Zuweilen waren die Gegner geradezu verblüfft über die Kühnheit, mit der Sch. seine parlamentarischen Attacken ritt. A. Reichensperger vermeinte nach einer solchen Rede wohl eine demontirte Batterie vor sich zu sehen. Nicht minder eifrig wie gegen Bismarck selbst polemisirte Sch. gegen einzelne Abgeordnete, wie Sybel, Eugen Richter, Eynern. „Rücksichtslos, aber ehrlich“ hat Bismarck von Schorlemer’s Kampfesweise wohl zu Vertrauten gesagt. Seinen größten Ingrimm entlud Sch. auf die Bismarck’sche officiöse Presse, die ihn auch nicht schonend behandelte. Der feine Blick des ehrlichen Mannes bekundete sich gelegentlich schlagend, z. B. wenn er, der sonst den Abgeordneten der Rechten mit besonderer Höflichkeit und Achtung zu begegnen pflegte, (am 5. März 1884) dem Conservativen Wilhelm v. Hammerstein ins Gesicht sagte: er spiele nur Charakter.

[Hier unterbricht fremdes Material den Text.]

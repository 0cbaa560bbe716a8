//! Domain model for the task matrix.
//!
//! # Responsibility
//! - Define the persisted task record and its request-side shapes.
//! - Derive the priority quadrant from the importance/urgency axes.
//!
//! # Invariants
//! - Every persisted task carries non-null importance and urgency, so its
//!   quadrant is always well defined.
//! - The quadrant is never stored; it is recomputed on every read.

pub mod quadrant;
pub mod task;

Sehr bald klang aber in dem grimmigen Kampfe Schorlemer’s gegen Bismarck ein freundlicher Unterton mit, als er merkte, daß der Kanzler sich vom Culturkampf der Pflege der agrarischen Interessen zuwenden würde. Er konnte noch nichts von dem Bevorstehen einer Schwenkung des leitenden Staatesmannes wissen, aber er ahnte sie richtig, als er bald nach Begründung der „Vereinigung der Steuer- und Wirthschaftereformer“ am 15. Mai 1876 im Abgeordnetenhause von dem bereits hörbaren eisenbeschlagenen Schritte der Agrarier sprach, an deren Spitze Bismarck als Tambourmajor marschire. Freilich war er im Lauf der Jahre schließlich dermaßen in seine Kampfstimmung verbissen, daß er zuerst nicht einzulenken vermochte, als Bismarck friedliche Saiten aufzog, und im März 1878 eine Fractionssitzung demonstrativ verließ, in der einem Nachgeben das Wort geredet wurde. Allmählich aber gelang es dem „Reitergeneral“ des Centrums, sein Roß zu zügeln, und wie A. Reichensperger, mit dem er nahe befreundet geworden war, sah er das Einlenken des Papstes wegen der Anzeigepflicht (1880) als ein „erfreuliches Omen“ an. Dies änderte aber sein Verhältniß zu Windthorst. Hinzu trat die Aenderung in der Wirthschaftspolitik. Zur Zeit der Berathung des Zolltarifs [163] weiß das Tagebuch des Abgeordneten Hölder (Juni 1879) von auftretenden Gegensätzen zwischen den beiden Hauptführern des Centrums, die Windthorst und Sch. damals waren, zu melden. Windthorst suchte die conservativen Regungen im Centrum, deren geborener Anwalt Sch. war, geflissentlich niederzuhalten. Ob die starke Meinungsverschiedenheit zwischen den beiden Männern wegen der Behandlung der Judenfrage (im November 1880), in der Sch. als gewiegter Kenner der ländlichen Verhältnisse scharf gegen das Judenthum losgezogen wissen wollte, weil er in diesem, wie der alte Oberpräsident v. Vincke, „die Pest des Landes“ sah, schon eine Entfremdung zwischen den beiden Führern des Centrums herbeiführte, läßt sich nicht sagen. Zu einem Zerwürfnis zwischen ihnen kam es bald danach bei der Berathung über die Unfallversicherung im Juni 1881. Nur mühsam gelang es August Reichensperger, zu vermitteln.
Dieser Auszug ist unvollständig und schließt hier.